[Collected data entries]
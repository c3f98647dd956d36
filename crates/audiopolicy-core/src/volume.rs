//! Stream volume and mute control
//!
//! Levels are validated against the category's range and rejected, never
//! clamped. Mute is a separate flag; it never rewrites the stored level, so
//! unmuting brings back the previous audible level.

use crate::error::PolicyError;
use crate::notifier::{EventNotifier, PolicyEvent};
use crate::store::PolicyStore;
use crate::types::{StreamCategory, VolumeEvent};
use crate::Result;

#[derive(Debug, Clone, Copy, PartialEq, Eq)]
enum KeyDirection {
    Up,
    Down,
}

/// Volume and mute controller
#[derive(Debug, Clone)]
pub struct VolumeController {
    store: PolicyStore,
    notifier: EventNotifier,
}

impl VolumeController {
    pub fn new(store: PolicyStore, notifier: EventNotifier) -> Self {
        Self { store, notifier }
    }

    /// Set a category's volume and dispatch `volumeChange`
    pub fn set_volume(&self, category: StreamCategory, volume: i32) -> Result<()> {
        let event = self.store.write(|state| {
            let stream = state.stream_mut(category)?;
            if !stream.range.contains(volume) {
                return Err(PolicyError::InvalidArgument { category, volume });
            }
            stream.level = volume;
            Ok::<_, PolicyError>(VolumeEvent {
                volume_type: category,
                volume,
                update_ui: false,
            })
        })?;

        let event = match event {
            Ok(event) => event,
            Err(err) => {
                tracing::warn!("Rejected volume {} for {}: {}", volume, category, err);
                return Err(err);
            }
        };

        tracing::debug!("{} volume set to {}", category, volume);
        // Dispatch runs after the write lock is released so listeners can
        // re-enter. Concurrent writers to one category may therefore see
        // their events delivered out of store order; the stored level wins.
        self.notifier.dispatch(&PolicyEvent::VolumeChange(event))?;
        Ok(())
    }

    pub fn get_volume(&self, category: StreamCategory) -> Result<i32> {
        self.store.read(|state| state.stream(category).map(|s| s.level))?
    }

    pub fn get_min_volume(&self, category: StreamCategory) -> Result<i32> {
        self.store.read(|state| state.stream(category).map(|s| s.range.min))?
    }

    pub fn get_max_volume(&self, category: StreamCategory) -> Result<i32> {
        self.store.read(|state| state.stream(category).map(|s| s.range.max))?
    }

    /// Step the volume up by one, as a hardware key press would
    pub fn volume_up(&self, category: StreamCategory) -> Result<i32> {
        self.step(category, KeyDirection::Up)
    }

    /// Step the volume down by one, as a hardware key press would
    pub fn volume_down(&self, category: StreamCategory) -> Result<i32> {
        self.step(category, KeyDirection::Down)
    }

    // Key presses saturate at the range bounds and ask for a volume panel.
    fn step(&self, category: StreamCategory, direction: KeyDirection) -> Result<i32> {
        let (level, changed) = self.store.write(|state| {
            let stream = state.stream_mut(category)?;
            let target = match direction {
                KeyDirection::Up => stream.level.saturating_add(1).min(stream.range.max),
                KeyDirection::Down => stream.level.saturating_sub(1).max(stream.range.min),
            };
            let changed = target != stream.level;
            stream.level = target;
            Ok::<_, PolicyError>((target, changed))
        })??;

        if changed {
            tracing::debug!("{} volume stepped to {}", category, level);
            self.notifier.dispatch(&PolicyEvent::VolumeChange(VolumeEvent {
                volume_type: category,
                volume: level,
                update_ui: true,
            }))?;
        }
        Ok(level)
    }

    /// Set the mute flag; the stored level is left as is
    pub fn mute(&self, category: StreamCategory, muted: bool) -> Result<()> {
        self.store.write(|state| {
            state.stream_mut(category).map(|stream| stream.muted = muted)
        })??;
        tracing::debug!("{} muted: {}", category, muted);
        Ok(())
    }

    pub fn is_mute(&self, category: StreamCategory) -> Result<bool> {
        self.store.read(|state| state.stream(category).map(|s| s.muted))?
    }

    /// Whether the category currently has live playback
    pub fn is_active(&self, category: StreamCategory) -> Result<bool> {
        self.store.read(|state| state.stream(category).map(|s| s.active))?
    }

    /// Platform hook: mark playback on a category as started or stopped
    pub fn set_stream_active(&self, category: StreamCategory, active: bool) -> Result<()> {
        self.store.write(|state| {
            state.stream_mut(category).map(|stream| stream.active = active)
        })??;
        tracing::debug!("{} playback active: {}", category, active);
        Ok(())
    }
}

# [Directions]
In the records above, how many lines hold the string "match"? Respond with that number only.

# [Written answer]
2